Bates v. State

Decision Date26 March 1985
Docket Number8 Div. 195
Citation468 So.2d 207
PartiesCecil Eugene BATES v. STATE.
CourtAlabama Court of Criminal Appeals

John E. Mays, Decatur, for appellant.

Charles A. Graddick, Atty. Gen., and Mary Ellen Fike Forehand, Asst. Atty. Gen., for appellee.

BOWEN, Presiding Judge.

Cecil Eugene Bates was charged in a two-count indictment with burglary in the second degree and burglary in the third degree. Immediately prior to trial, the defendant pled guilty to the third degree burglary. Sentence was thirty years' imprisonment as a habitual offender. Counsel has filed a letter of no merit with regard to the appeal of that conviction.

A jury convicted the defendant of burglary in the second degree as charged in count two of the indictment.

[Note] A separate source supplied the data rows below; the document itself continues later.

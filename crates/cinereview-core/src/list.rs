use crate::aggregate::{aggregate_by_movie, Aggregate};
use cinereview_models::Movie;
use cinereview_store::ReviewStore;
use serde::Serialize;
use std::sync::Arc;
use tracing::{debug, error};

/// A movie together with the aggregate of all its reviews
#[derive(Debug, Clone, Serialize)]
pub struct ListEntry {
    pub movie: Movie,
    pub aggregate: Aggregate,
}

/// Materialized list page. `load_failed` separates a failed fetch from an
/// empty catalogue; both carry no entries.
#[derive(Debug, Clone, Default, Serialize)]
pub struct ListPage {
    pub entries: Vec<ListEntry>,
    pub load_failed: bool,
}

#[derive(Debug, Clone, Serialize)]
#[serde(tag = "state", rename_all = "snake_case")]
pub enum ListState {
    Loading,
    Ready(ListPage),
}

/// State machine behind the movie list: `Loading -> Ready`
pub struct ListController {
    store: Arc<dyn ReviewStore>,
    state: ListState,
}

impl ListController {
    pub fn new(store: Arc<dyn ReviewStore>) -> Self {
        Self {
            store,
            state: ListState::Loading,
        }
    }

    pub fn state(&self) -> &ListState {
        &self.state
    }

    pub fn is_loading(&self) -> bool {
        matches!(self.state, ListState::Loading)
    }

    /// Fetch movies and every rating, then join them by movie id.
    ///
    /// Any fetch failure is logged and lands in an empty `Ready` page.
    pub async fn load(&mut self) -> &ListState {
        let fetched = futures::try_join!(self.store.list_movies(), self.store.list_all_ratings());

        let page = match fetched {
            Ok((movies, ratings)) => {
                debug!(
                    store = self.store.store_name(),
                    movies = movies.len(),
                    ratings = ratings.len(),
                    "Loaded movie list"
                );
                let by_movie = aggregate_by_movie(&ratings);
                let entries = movies
                    .into_iter()
                    .map(|movie| {
                        let aggregate = by_movie.get(&movie.id).copied().unwrap_or_default();
                        ListEntry { movie, aggregate }
                    })
                    .collect();
                ListPage {
                    entries,
                    load_failed: false,
                }
            }
            Err(e) => {
                error!("Error fetching data: {}", e);
                ListPage {
                    entries: Vec::new(),
                    load_failed: true,
                }
            }
        };

        self.state = ListState::Ready(page);
        &self.state
    }
}

#[cfg(test)]
mod tests {
    use super::*;
    use cinereview_store::InMemoryStore;

    fn movie(id: &str, year: i32) -> Movie {
        Movie {
            id: id.to_string(),
            title: format!("Movie {}", id),
            release_year: year,
            description: String::new(),
            poster_url: None,
        }
    }

    fn ready_page(state: &ListState) -> &ListPage {
        match state {
            ListState::Ready(page) => page,
            ListState::Loading => panic!("list is still loading"),
        }
    }

    #[tokio::test]
    async fn test_starts_loading() {
        let controller = ListController::new(Arc::new(InMemoryStore::new()));
        assert!(controller.is_loading());
    }

    #[tokio::test]
    async fn test_joins_ratings_to_movies() {
        let store = Arc::new(InMemoryStore::with_movies(vec![movie("m1", 2010), movie("m2", 2020)]));
        store.seed_review("m1", "A", 4, "pretty good overall");
        store.seed_review("m1", "B", 2, "not really my taste");

        let mut controller = ListController::new(store);
        let page = ready_page(controller.load().await);

        assert!(!page.load_failed);
        let ids: Vec<&str> = page.entries.iter().map(|e| e.movie.id.as_str()).collect();
        assert_eq!(ids, vec!["m2", "m1"]);
        assert_eq!(page.entries[0].aggregate, Aggregate::default());
        assert_eq!(page.entries[1].aggregate, Aggregate { count: 2, mean: 3.0 });
    }

    #[tokio::test]
    async fn test_fetch_failure_lands_in_empty_ready() {
        let store = Arc::new(InMemoryStore::with_movies(vec![movie("m1", 2010)]));
        store.set_fail_reads(true);

        let mut controller = ListController::new(store);
        let page = ready_page(controller.load().await);

        assert!(page.entries.is_empty());
        assert!(page.load_failed);
    }

    #[tokio::test]
    async fn test_empty_catalogue_is_not_a_failure() {
        let mut controller = ListController::new(Arc::new(InMemoryStore::new()));
        let page = ready_page(controller.load().await);
        assert!(page.entries.is_empty());
        assert!(!page.load_failed);
    }
}
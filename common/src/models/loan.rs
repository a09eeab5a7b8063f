use chrono::{DateTime, Utc};
use rust_decimal::Decimal;
use serde::{Deserialize, Serialize};

use crate::enums::{LoanCategory, LoanStatus};

/// 贷款产品
///
/// 由贷款经理创建，借款人在列表页浏览并发起申请
#[derive(Debug, Clone, Serialize, Deserialize)]
#[serde(rename_all = "camelCase")]
pub struct LoanProduct {
    #[serde(rename = "_id")]
    pub id: String,

    /// 产品名称
    pub title: String,

    /// 分类
    pub category: LoanCategory,

    /// 年利率（百分比）
    pub interest_rate: Decimal,

    /// 单笔申请金额上限
    pub max_limit: Decimal,

    /// 可选的还款期数（月）
    pub emi_options: Vec<u32>,

    /// 上架状态
    #[serde(default)]
    pub status: LoanStatus,

    /// 是否在首页展示
    #[serde(default)]
    pub show_on_home: bool,

    pub description: String,

    /// 申请条件（有序列表）
    #[serde(default)]
    pub requirements: Vec<String>,

    /// 产品图 URL
    #[serde(default)]
    pub image: Option<String>,

    /// 所属经理（所有权引用）
    pub manager_email: String,

    #[serde(default)]
    pub manager_name: Option<String>,

    #[serde(default)]
    pub created_at: Option<DateTime<Utc>>,
}

impl LoanProduct {
    pub fn is_active(&self) -> bool {
        self.status == LoanStatus::Active
    }

    /// 申请金额是否在产品上限内（客户端预校验，后端仍会强制）
    pub fn allows_amount(&self, amount: Decimal) -> bool {
        amount > Decimal::ZERO && amount <= self.max_limit
    }

    /// 期数是否为产品允许的还款计划之一
    pub fn allows_plan(&self, months: u32) -> bool {
        self.emi_options.contains(&months)
    }
}

/// 贷款列表分页响应
#[derive(Debug, Clone, Serialize, Deserialize)]
#[serde(rename_all = "camelCase")]
pub struct LoanPage {
    pub loans: Vec<LoanProduct>,
    #[serde(default)]
    pub total_pages: u32,
    #[serde(default)]
    pub total: u64,
}

#[cfg(test)]
mod tests {
    use super::*;

    fn sample_loan() -> LoanProduct {
        serde_json::from_value(serde_json::json!({
            "_id": "665f1c2e8b3a4d0012ab34cd",
            "title": "Small Business Starter",
            "category": "Business",
            "interestRate": 12.5,
            "maxLimit": 10000,
            "emiOptions": [3, 6, 12],
            "status": "active",
            "showOnHome": true,
            "description": "Working capital for small businesses",
            "requirements": ["National ID", "Proof of income"],
            "managerEmail": "manager@loanlink.com"
        }))
        .unwrap()
    }

    #[test]
    fn test_deserialize_backend_shape() {
        let loan = sample_loan();
        assert_eq!(loan.id, "665f1c2e8b3a4d0012ab34cd");
        assert_eq!(loan.category, crate::enums::LoanCategory::Business);
        assert!(loan.is_active());
        assert_eq!(loan.requirements.len(), 2);
        assert!(loan.created_at.is_none());
    }

    #[test]
    fn test_amount_and_plan_limits() {
        let loan = sample_loan();
        assert!(loan.allows_amount(Decimal::from(10000)));
        // 超过上限必须被拒绝
        assert!(!loan.allows_amount(Decimal::from(15000)));
        assert!(!loan.allows_amount(Decimal::ZERO));
        assert!(loan.allows_plan(6));
        assert!(!loan.allows_plan(24));
    }
}
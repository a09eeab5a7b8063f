use common::models::req::{CreateIntentRequest, NewPayment};
use common::models::{PaymentIntent, PaymentRecord};
use common::AppResult;

use super::InsertResult;
use crate::http::ApiClient;

/// 支付接口（意向创建在后端，确认走支付网关）
#[derive(Clone)]
pub struct PaymentsApi {
    client: ApiClient,
}

impl PaymentsApi {
    pub fn new(client: ApiClient) -> Self {
        Self { client }
    }

    /// 创建申请费支付意向，拿到 client_secret
    pub async fn create_intent(&self, req: &CreateIntentRequest) -> AppResult<PaymentIntent> {
        self.client.post("/api/create-payment-intent", req).await
    }

    /// 支付确认成功后落库
    pub async fn record(&self, payment: &NewPayment) -> AppResult<InsertResult> {
        self.client.post("/api/payments", payment).await
    }

    /// 某申请的支付记录
    pub async fn get_by_application(&self, application_id: &str) -> AppResult<Vec<PaymentRecord>> {
        self.client
            .get(&format!("/api/payments/application/{}", application_id))
            .await
    }
}
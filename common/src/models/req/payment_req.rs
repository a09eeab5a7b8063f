use rust_decimal::Decimal;
use serde::Serialize;

use crate::constants::{APPLICATION_FEE_CENTS, APPLICATION_FEE_DOLLARS};

/// 创建支付意向（金额单位为美分）
#[derive(Debug, Clone, Serialize)]
#[serde(rename_all = "camelCase")]
pub struct CreateIntentRequest {
    pub application_id: String,
    pub amount: u64,
}

impl CreateIntentRequest {
    /// 固定 $10 申请费的意向
    pub fn application_fee(application_id: impl Into<String>) -> Self {
        Self {
            application_id: application_id.into(),
            amount: APPLICATION_FEE_CENTS,
        }
    }
}

/// 支付成功后落库的记录（金额单位为美元）
#[derive(Debug, Clone, Serialize)]
#[serde(rename_all = "camelCase")]
pub struct NewPayment {
    pub application_id: String,
    pub payment_intent_id: String,
    pub amount: Decimal,
    pub status: String,
}

impl NewPayment {
    pub fn completed(application_id: impl Into<String>, payment_intent_id: impl Into<String>) -> Self {
        Self {
            application_id: application_id.into(),
            payment_intent_id: payment_intent_id.into(),
            amount: Decimal::from(APPLICATION_FEE_DOLLARS),
            status: "completed".to_string(),
        }
    }
}
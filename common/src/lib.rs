// 公共模块
// 提供配置、日志、错误处理、领域模型和 EMI 计算等通用功能

pub mod config;
pub mod error;
pub mod logger;
pub mod enums;
pub mod models;
pub mod constants;
pub mod utils;

// 重新导出常用类型和函数
pub use error::{AppError, AppResult};
pub use config::{AppConfig, ApiConfig, FirebaseConfig, StripeConfig, LogConfig};
pub use logger::{init_logger, init_logger_with_level};
pub use enums::{
    UserRole, UserStatus, LoanCategory, LoanStatus, ApplicationStatus, PaymentStatus,
};

// 数据模型
pub use models::{LoanProduct, Application, User, PaymentIntent, PaymentRecord};

// EMI 计算
pub use utils::emi_util::{calculate_emi, emi_from_form};

/// 初始化公共模块
///
/// 这个函数可以用来初始化日志系统
pub fn init() {
    logger::init_logger();
    log::info!("✅ 公共模块初始化完成");
}

/// 初始化公共模块（带自定义日志级别）
pub fn init_with_log_level(level: log::LevelFilter) {
    logger::init_logger_with_level(level);
    log::info!("✅ 公共模块初始化完成");
}
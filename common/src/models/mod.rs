// 数据模型模块
//
// 客户端消费（而非拥有）的后端资源模型，线上传输为 camelCase JSON

pub mod loan;
pub mod application;
pub mod user;
pub mod payment;
pub mod stats;
pub mod req;

pub use loan::{LoanProduct, LoanPage};
pub use application::Application;
pub use user::User;
pub use payment::{PaymentIntent, PaymentRecord};
pub use stats::{AdminStats, ManagerStats};
// 配置模块
mod app_config;

pub use app_config::{AppConfig, ApiConfig, FirebaseConfig, StripeConfig, LogConfig};
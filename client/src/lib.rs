// LoanLink 客户端
//
// 微贷平台的客户端层：类型化的 REST 客户端、身份与会话管理、
// 基于角色的视图访问判定、表单校验和申请费结账流程。
// 业务规则、持久化与授权强制均在外部后端，这里只做反映与请求。

pub mod http;
pub mod api;
pub mod auth;
pub mod session;
pub mod access;
pub mod validate;
pub mod payment;

// 重新导出常用类型
pub use http::ApiClient;
pub use api::Api;
pub use auth::{FirebaseAuth, AuthUser, IdpProvider};
pub use session::{Session, SessionManager};
pub use access::{resolve_access, AccessDecision, AuthState, RedirectTarget, RouteRequirement};
pub use payment::{CheckoutService, PaymentGateway, StripeGateway};
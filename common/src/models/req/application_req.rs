use chrono::{DateTime, Utc};
use rust_decimal::Decimal;
use serde::Serialize;

use crate::enums::{ApplicationStatus, LoanCategory, PaymentStatus};

/// 提交贷款申请
///
/// 产品信息在提交时冗余进申请，月供由客户端预先算好
#[derive(Debug, Clone, Serialize)]
#[serde(rename_all = "camelCase")]
pub struct NewApplication {
    pub loan_id: String,
    pub loan_title: String,
    pub loan_category: LoanCategory,
    pub interest_rate: Decimal,
    pub manager_email: String,

    pub applicant_name: String,
    pub applicant_email: String,
    pub applicant_photo: String,

    pub phone: String,
    pub national_id: String,
    pub address: String,
    pub income_source: String,
    pub monthly_income: Decimal,

    pub loan_amount: Decimal,
    pub emi_plan: u32,
    #[serde(with = "crate::utils::serde_helpers::decimal_flex")]
    pub emi_amount: Decimal,

    pub reason: String,
    #[serde(skip_serializing_if = "Option::is_none")]
    pub notes: Option<String>,

    pub status: ApplicationStatus,
    pub payment_status: PaymentStatus,
    pub applied_at: DateTime<Utc>,
}

/// 审批更新（approve / reject），只能从 pending 流出
#[derive(Debug, Clone, Serialize)]
#[serde(rename_all = "camelCase")]
pub struct ApplicationUpdate {
    pub status: ApplicationStatus,
    #[serde(skip_serializing_if = "Option::is_none")]
    pub approved_at: Option<DateTime<Utc>>,
    #[serde(skip_serializing_if = "Option::is_none")]
    pub approved_by: Option<String>,
    #[serde(skip_serializing_if = "Option::is_none")]
    pub rejection_reason: Option<String>,
    #[serde(skip_serializing_if = "Option::is_none")]
    pub rejected_at: Option<DateTime<Utc>>,
    #[serde(skip_serializing_if = "Option::is_none")]
    pub rejected_by: Option<String>,
}

impl ApplicationUpdate {
    /// 批准申请
    pub fn approve(approver_email: impl Into<String>) -> Self {
        Self {
            status: ApplicationStatus::Approved,
            approved_at: Some(Utc::now()),
            approved_by: Some(approver_email.into()),
            rejection_reason: None,
            rejected_at: None,
            rejected_by: None,
        }
    }

    /// 驳回申请，必须附驳回原因
    pub fn reject(rejecter_email: impl Into<String>, reason: impl Into<String>) -> Self {
        Self {
            status: ApplicationStatus::Rejected,
            approved_at: None,
            approved_by: None,
            rejection_reason: Some(reason.into()),
            rejected_at: Some(Utc::now()),
            rejected_by: Some(rejecter_email.into()),
        }
    }
}

/// 支付状态更新（专用端点，unpaid -> paid 单向）
#[derive(Debug, Clone, Serialize)]
#[serde(rename_all = "camelCase")]
pub struct PaymentStatusUpdate {
    pub payment_status: PaymentStatus,
}

impl PaymentStatusUpdate {
    pub fn paid() -> Self {
        Self { payment_status: PaymentStatus::Paid }
    }
}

Sentence was fifty years' imprisonment as a habitual offender. Two issues are raised on the appeal of that conviction.

I

This Court holds that in order to commit the crime of burglary in the second degree when the accused is "armed with ... a deadly weapon," the deadly weapon need not be used, threatened, or displayed.

Throughout the trial, the defendant admitted that he was guilty of the third degree burglary of the Riverside Shell Service Station but emphatically denied that the burglary rose to the level of second degree. The defendant admitted stealing a pistol during the burglary but maintained that it was never used in any manner and that during the course of the burglary he never removed it from the box with the stolen cigarettes, where he had initially placed it.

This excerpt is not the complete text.